Rogo in fabbrica a Prato, sette vittime che adesso fanno discutere

Le fiamme di Prato hanno causato il crollo del fabbricato adibito a dormitorio nel più grande polo di insediamenti industriali dell'area metropolitana. Enrico Rossi scrive a Letta

Redazione Nove da Firenze
Redazione Nove da Firenze
02 dicembre 2013 12:41
Rogo in fabbrica a Prato, sette vittime che adesso fanno discutere

Ditta tessile al Macrolotto, sette morti e tre ustionati nell'incendio scoppiato in via Toscana che oggi fa discutere e tornare d'attualità il tema del lavoro nero, dello sfruttamento, dell'integrazione e dei diritti negati. Le fiamme di Prato hanno causato il crollo del fabbricato adibito a dormitorio nel più grande polo di insediamenti industriali dell'area metropolitana. I corpi rinvenuti tra le macerie dei loculi in cartongesso. Un uomo è morto aggrappato alle inferriate di una finestra.
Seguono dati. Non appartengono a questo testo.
//! Configuration file discovery and loading.

use crate::config::schema::Config;
use crate::error::{Error, Result};
use std::fs;
use std::path::{Path, PathBuf};

/// File name of the project configuration.
pub const PROJECT_CONFIG_FILE: &str = "arbor.yaml";

/// Directory under the home directory holding the user configuration.
pub const USER_CONFIG_DIR: &str = ".arbor";

/// A loaded configuration file with its precedence level.
///
/// Lower precedence values are overridden by higher ones.
#[derive(Debug, Clone)]
pub struct ConfigSource {
    /// Path to the configuration file.
    pub path: PathBuf,
    /// Precedence level (higher values take priority).
    pub precedence: u8,
    /// Parsed configuration.
    pub config: Config,
}

/// Loads configuration from the filesystem.
///
/// # Examples
///
/// ```no_run
/// use arbor::config::ConfigLoader;
/// use std::path::Path;
///
/// let sources = ConfigLoader::load_all(Path::new("."), None).unwrap();
/// println!("Found {} configuration sources", sources.len());
/// ```
pub struct ConfigLoader;

impl ConfigLoader {
    /// Discover and load all configuration files.
    ///
    /// Looks for the user config (precedence 1), then the nearest
    /// `arbor.yaml` at or above `working_dir` (precedence 2). `user_dir`
    /// replaces `~/.arbor` as the user config directory.
    ///
    /// # Errors
    ///
    /// Returns an error if a configuration file exists but cannot be read
    /// or parsed.
    pub fn load_all(working_dir: &Path, user_dir: Option<&Path>) -> Result<Vec<ConfigSource>> {
        let mut sources = Vec::new();

        if let Some(user) = Self::load_user_config(user_dir)? {
            sources.push(user);
        }
        if let Some(project) = Self::discover_project_config(working_dir)? {
            sources.push(project);
        }

        sources.sort_by_key(|s| s.precedence);
        Ok(sources)
    }

    fn load_user_config(user_dir: Option<&Path>) -> Result<Option<ConfigSource>> {
        let config_path = match user_dir {
            Some(dir) => dir.join("config.yaml"),
            None => match Self::user_config_path() {
                Some(path) => path,
                None => return Ok(None),
            },
        };

        if !config_path.exists() {
            return Ok(None);
        }

        let config = Self::load_file(&config_path)?;
        Ok(Some(ConfigSource {
            path: config_path,
            precedence: 1,
            config,
        }))
    }

    /// Find the nearest `arbor.yaml`, walking up from `start_dir`.
    ///
    /// # Errors
    ///
    /// Returns an error if the discovered file cannot be read or parsed.
    pub fn discover_project_config(start_dir: &Path) -> Result<Option<ConfigSource>> {
        let mut current = start_dir.to_path_buf();

        loop {
            let candidate = current.join(PROJECT_CONFIG_FILE);
            if candidate.is_file() {
                let config = Self::load_file(&candidate)?;
                return Ok(Some(ConfigSource {
                    path: candidate,
                    precedence: 2,
                    config,
                }));
            }

            if !current.pop() {
                return Ok(None);
            }
        }
    }

    /// Load and parse a YAML configuration file.
    ///
    /// # Errors
    ///
    /// Returns [`Error::Io`] if the file cannot be read, or
    /// [`Error::Validation`] naming the file if the YAML is invalid.
    pub fn load_file(path: &Path) -> Result<Config> {
        let contents = fs::read_to_string(path)?;

        serde_yaml::from_str(&contents).map_err(|e| Error::Validation {
            field: format!("{}", path.display()),
            message: format!("Invalid YAML: {e}"),
        })
    }

    /// Parse configuration from a YAML string.
    ///
    /// # Errors
    ///
    /// Returns [`Error::Configuration`] if the YAML is invalid.
    ///
    /// # Examples
    ///
    /// ```
    /// use arbor::config::ConfigLoader;
    ///
    /// let config = ConfigLoader::parse_str("json:\n  indent: 4\n").unwrap();
    /// assert_eq!(config.indent(), 4);
    /// ```
    pub fn parse_str(contents: &str) -> Result<Config> {
        Ok(serde_yaml::from_str(contents)?)
    }

    /// Path of the user configuration file, if a home directory is known.
    #[must_use]
    pub fn user_config_path() -> Option<PathBuf> {
        home::home_dir().map(|home| home.join(USER_CONFIG_DIR).join("config.yaml"))
    }
}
Testimoni hanno sentito urla provenire dal capannone, mentre la colonna di fumo era visibile da mezza città a causa del forte vento. Oggi alle 15 la vice presidente della Provincia di Prato Ambra Giorgi si recherà insieme al vice presidente della Cna Wang Li Ping, a visitare i due feriti dell'incendio del Macrolotto in ospedale. Ambra Giorgi spera di poter salutare ed esprimere la propria partecipazione ai familiari dei due lavoratori. Oltre lo sfruttamento più brutale, e si sconfina nella schiavitù, violando i diritti umani più elementari, di questo si parla oggi. Sulla tragedia di Prato che ha causato la morte di sette lavoratori rivolgo al governo nazionale un forte appello: lo Stato deve intervenire con un Piano nazionale.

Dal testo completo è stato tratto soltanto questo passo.